About a year ago the CPU certainly hit the fan, and I had a question put in front of me: Do I stick it out and hang on because I believed in the company, or do I cut and run with a smaller gain than I hoped to achieve.

I decided at the time I should hang on, but I would rotate out of the current options (covered calls) and move to a more defensive position writing in the money calls. Knowing that if I was wrong about HP the stock had much further to fall, it was the only reasonable way to stay exposed.

This game played on for several months. When I seriously questioned if things could get much worse (the dividend yield was climbing from the price drop and the price-to-earnings ratio was falling too), the other shoe dropped.

The second shoe wasn’t an Oxford, but one worn by Meg Whitman. I don’t care if the CEO is a man or woman, like most investors I only care about making money. I experienced firsthand customer service and leadership of Whitman as a customer of eBay (top-rated in volume and ratings) about 13 years ago. The experience didn’t leave a favorable impression of Whitman.

Michael Dell and the Texas team also have a long way to go before anyone confuses them with Apple. Both Dell and Apple started a dividend recently. Even though Dell, HP, IBM, and Apple play in segregated ballparks, it makes sense to compare and contrast the tech giants.

HP shares commonalities with IBM in their server businesses and other enterprise technologies. Like IBM, HP moved to exit the consumer-level product business.
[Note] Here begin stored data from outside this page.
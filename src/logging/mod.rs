//! Business event logging with pluggable sinks
//!
//! Handlers log through a [`Logger`], which formats a [`LogEntry`] and hands
//! it to a [`LogSink`]. Sinks declare which severities they accept and write
//! entries somewhere: the `tracing` console ([`TracingSink`]), a database
//! table (`storage::postgres::PostgresLogSink`), or memory for tests
//! ([`InMemoryLogSink`]). Several sinks are combined with a [`FanoutSink`].
//!
//! # Architecture
//!
//! ```text
//! handler ──▶ Logger ──▶ FanoutSink ──┬──▶ TracingSink   (stdout via tracing-subscriber)
//!                                     └──▶ PostgresLogSink (log_entries table, >= Information)
//! ```
//!
//! A sink failure never reaches the handler: the [`Logger`] reports it
//! through `tracing` and carries on.

pub mod fanout;
pub mod logger;
pub mod memory;
pub mod tracing_sink;

pub use fanout::FanoutSink;
pub use logger::Logger;
pub use memory::InMemoryLogSink;
pub use tracing_sink::TracingSink;

use anyhow::Result;
use async_trait::async_trait;
use chrono::{DateTime, Utc};
use serde::{Deserialize, Serialize};
use std::fmt;
use std::str::FromStr;

/// Log severity, ordered from least to most severe
#[derive(Debug, Clone, Copy, PartialEq, Eq, PartialOrd, Ord, Hash, Serialize, Deserialize)]
pub enum Severity {
    Trace,
    Debug,
    Information,
    Warning,
    Error,
    Critical,
}

impl Severity {
    pub fn as_str(&self) -> &'static str {
        match self {
            Severity::Trace => "Trace",
            Severity::Debug => "Debug",
            Severity::Information => "Information",
            Severity::Warning => "Warning",
            Severity::Error => "Error",
            Severity::Critical => "Critical",
        }
    }
}

impl fmt::Display for Severity {
    fn fmt(&self, f: &mut fmt::Formatter<'_>) -> fmt::Result {
        f.write_str(self.as_str())
    }
}

impl FromStr for Severity {
    type Err = String;

    fn from_str(s: &str) -> std::result::Result<Self, Self::Err> {
        match s.to_ascii_lowercase().as_str() {
            "trace" => Ok(Severity::Trace),
            "debug" => Ok(Severity::Debug),
            "information" | "info" => Ok(Severity::Information),
            "warning" | "warn" => Ok(Severity::Warning),
            "error" => Ok(Severity::Error),
            "critical" => Ok(Severity::Critical),
            other => Err(format!("unknown severity '{}'", other)),
        }
    }
}

/// One log event, as written to a sink
#[derive(Debug, Clone, PartialEq, Serialize)]
pub struct LogEntry {
    pub level: Severity,
    pub message: String,
    /// Originating component, e.g. `delivery::orders`
    pub source: String,
    /// Error text, empty when the event carries no error
    pub exception: String,
    pub logged_at: DateTime<Utc>,
}

impl LogEntry {
    pub fn new(level: Severity, source: impl Into<String>, message: impl Into<String>) -> Self {
        Self {
            level,
            message: message.into(),
            source: source.into(),
            exception: String::new(),
            logged_at: Utc::now(),
        }
    }

    /// Attach an error, rendered with its full cause chain
    pub fn with_error(mut self, error: &anyhow::Error) -> Self {
        self.exception = format!("{:#}", error);
        self
    }
}

/// Destination for log entries
#[async_trait]
pub trait LogSink: Send + Sync {
    /// Whether entries at `level` should be written at all
    fn accepts(&self, level: Severity) -> bool;

    /// Write one entry; callers check [`accepts`](Self::accepts) first
    async fn write(&self, entry: &LogEntry) -> Result<()>;
}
I am not sure if dropping the consumer business segment would have resulted in a net positive or not, but I leaned towards not liking it. I use all HPs for my scanning and trading computer needs. I also use workstations, which I believe would not have been cut.
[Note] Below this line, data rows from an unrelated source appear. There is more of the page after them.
//! Storage implementations for different backends

pub mod in_memory;
#[cfg(feature = "postgres")]
pub mod postgres;

pub use in_memory::{InMemoryMirror, InMemoryOrderStore};
#[cfg(feature = "postgres")]
pub use postgres::{PostgresLogSink, PostgresMirror, PostgresOrderStore};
Microsoft needs to get Windows 8 out, and it needs to truly light a fire under consumers and business buyers if HP and Dell are to get the boost they so require right now.

At the same time, Microsoft may not be helping matters much with the release (or at least a showing) of a new product. We don’t know how much it will cost, or when it will go on sale, but we do know the name is “Surface.”
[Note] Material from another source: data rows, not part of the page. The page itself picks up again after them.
//! Query parameters for listing orders

use chrono::{DateTime, NaiveDateTime, Utc};
use serde::{Deserialize, Deserializer};

/// Message returned when `fromDate` cannot be parsed
pub const INVALID_FROM_DATE_MESSAGE: &str = "fromDate must be an ISO 8601 date-time.";

const NAIVE_FORMATS: &[&str] = &["%Y-%m-%dT%H:%M:%S%.f", "%Y-%m-%dT%H:%M", "%Y-%m-%d %H:%M:%S"];

/// Query parameters accepted by `GET /orders`
///
/// Values are kept as raw strings; the handler decides how to treat an empty
/// district and reports an unparseable date itself.
///
/// # Example
/// ```text
/// GET /orders?fromDate=2030-05-01T12:00:00Z&district=North
/// GET /orders?fromdate=2030-05-01T12:00
/// ```
#[derive(Debug, Clone, Default, Deserialize)]
#[serde(default)]
pub struct ListOrdersQuery {
    #[serde(rename = "fromDate", alias = "fromdate", alias = "FromDate")]
    pub from_date: Option<String>,

    #[serde(alias = "District")]
    pub district: Option<String>,
}

impl ListOrdersQuery {
    /// Parse `fromDate`, returning `Ok(None)` when it is absent or blank
    pub fn from_date(&self) -> Result<Option<DateTime<Utc>>, &'static str> {
        match self.from_date.as_deref().map(str::trim) {
            None | Some("") => Ok(None),
            Some(raw) => parse_timestamp(raw)
                .map(Some)
                .ok_or(INVALID_FROM_DATE_MESSAGE),
        }
    }
}

/// Parse an RFC 3339 timestamp, or a naive one interpreted as UTC
pub fn parse_timestamp(raw: &str) -> Option<DateTime<Utc>> {
    if let Ok(parsed) = DateTime::parse_from_rfc3339(raw) {
        return Some(parsed.with_timezone(&Utc));
    }

    NAIVE_FORMATS
        .iter()
        .find_map(|format| NaiveDateTime::parse_from_str(raw, format).ok())
        .map(|naive| naive.and_utc())
}

/// Serde helper for optional timestamps using [`parse_timestamp`]
pub fn deserialize_optional_timestamp<'de, D>(
    deserializer: D,
) -> Result<Option<DateTime<Utc>>, D::Error>
where
    D: Deserializer<'de>,
{
    let raw: Option<String> = Option::deserialize(deserializer)?;
    match raw {
        None => Ok(None),
        Some(raw) => parse_timestamp(&raw).map(Some).ok_or_else(|| {
            serde::de::Error::custom(format!("invalid date-time '{}'", raw))
        }),
    }
}

#[cfg(test)]
mod tests {
    use super::*;
    use chrono::TimeZone;

    #[test]
    fn test_parse_rfc3339_with_offset() {
        let parsed = parse_timestamp("2030-05-01T14:00:00+02:00").unwrap();
        assert_eq!(parsed, Utc.with_ymd_and_hms(2030, 5, 1, 12, 0, 0).unwrap());
    }

    #[test]
    fn test_parse_naive_as_utc() {
        let expected = Utc.with_ymd_and_hms(2030, 5, 1, 12, 0, 0).unwrap();
        assert_eq!(parse_timestamp("2030-05-01T12:00:00"), Some(expected));
        assert_eq!(parse_timestamp("2030-05-01T12:00"), Some(expected));
    }

    #[test]
    fn test_parse_garbage() {
        assert!(parse_timestamp("tomorrow").is_none());
    }

    #[test]
    fn test_query_blank_from_date_is_none() {
        let query = ListOrdersQuery {
            from_date: Some("  ".to_string()),
            district: None,
        };
        assert_eq!(query.from_date(), Ok(None));
    }

    #[test]
    fn test_query_invalid_from_date() {
        let query = ListOrdersQuery {
            from_date: Some("not-a-date".to_string()),
            district: None,
        };
        assert_eq!(query.from_date(), Err(INVALID_FROM_DATE_MESSAGE));
    }

    #[test]
    fn test_deserialize_optional_timestamp_in_struct() {
        #[derive(Deserialize)]
        struct Wrapper {
            #[serde(default, deserialize_with = "deserialize_optional_timestamp")]
            at: Option<DateTime<Utc>>,
        }

        let w: Wrapper = serde_json::from_str(r#"{"at":"2030-05-01T12:00:00"}"#).unwrap();
        assert!(w.at.is_some());

        let w: Wrapper = serde_json::from_str(r#"{}"#).unwrap();
        assert!(w.at.is_none());

        assert!(serde_json::from_str::<Wrapper>(r#"{"at":"nope"}"#).is_err());
    }
}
Surface also has an ultra-cool introductory video that sounds like the band Nine Inch Nails created it. The video is very edgy for Microsoft. Other than a name, colors it comes in, what it looks like, and a video, we don’t know much more.

HP exited the tablet business and licked its wounds. Dell is still in the tablet game, but maybe not a totally Windows tablet maker soon. Regardless, HP makes laptops and all the variants down to netbooks. HP will still have to compete against Microsoft.

The good news for HP is the stock has sold off so much, it is now due for a bounce higher. On the daily chart I read a TDCombo 13 (based on Tom DeMark Studies) Monday and expect to enter once again long with HP this week. I am looking at the $18 to 19 strike put options as the most desirable strikes.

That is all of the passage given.